Ala. AG uses Dobbs decision in transgender youth treatment argument
MONTGOMERY, Ala. (WSFA) - Alabama Attorney General Steve Marshall is among the first in the country to use the Supreme Court’s arguments for overturning Roe v. Wade in a different court case. Marshall filed an appeal asking a court to lift the injunction that blocks the state’s ban on transgender youth medical treatment from going into effect.
It has been months since a judge blocked a ban on gender-affirming medical care for transgender youth, and the confidence of success hasn’t worn off.
“We are relieved to see our youth continue to enjoy the standard of health that they now can with this medication and this health care,” said Morissa Ladinsky, a material witness in the case.
“We had an adverse decision out of the district court in the Northern District of Alabama,” said Marshall.
Last Monday, Marshall filed an appeal to the 11th Circuit Court in Atlanta, which cited the Supreme Court decision on abortion 13 times as an argument for why the state should ban transgender youth medical treatment.
“We cited that decision, really for a long-standing fundamental proposition. That is that a party can’t claim a fundamental right if in fact, that right is not well established within our history and tradition,” he said.
The first argument is the appeal is for the needed judgment from the Legislature to determine social significance and moral substance issues.

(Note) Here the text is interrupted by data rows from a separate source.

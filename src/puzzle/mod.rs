// Puzzle generation: word search and crossword placement

pub mod crossword;
pub mod generator;
pub mod grid;
pub mod scorer;
pub mod validator;
pub mod word_search;

pub use crossword::{CrosswordPlacer, DisconnectedWordPolicy};
pub use generator::{PuzzleGenerator, PuzzleSpec};
pub use validator::WordListValidator;
pub use word_search::{WordSearchPlacer, DEFAULT_PLACEMENT_ATTEMPTS};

Another example reads, “the Supreme Court recently rejected the claim that a fundamental right to abortion could be derived from a broadly defined right to ‘privacy,’ which, in turn, could be derived from the Fourteenth Amendment’s protection of ‘liberty.’”
When WSFA 12 News spoke with Marshall about the impact of the Supreme Court’s decision on other rights under the 14th Amendment he said, “The rest will be seen. The court did not address other ancillary issues today.”
The appeal also questions the constitutionality of this medical treatment. It reads, in part, “The Constitution does not prohibit the citizens of each State from regulating or prohibiting” these treatments. Dobbs, slip op. 79.”
“While we fully expected it to be challenged, we feel that Judge Burke’s opinion was crystal clear,” said Ladinsky.
Ladinsky says she’s confident other judges will agree with Burke’s argument.
“He felt very strongly that there is a fundamental right for parents to direct the medical care of their children,” she said.
As the court cases continue, both sides remain confident they will have their own desired outcomes.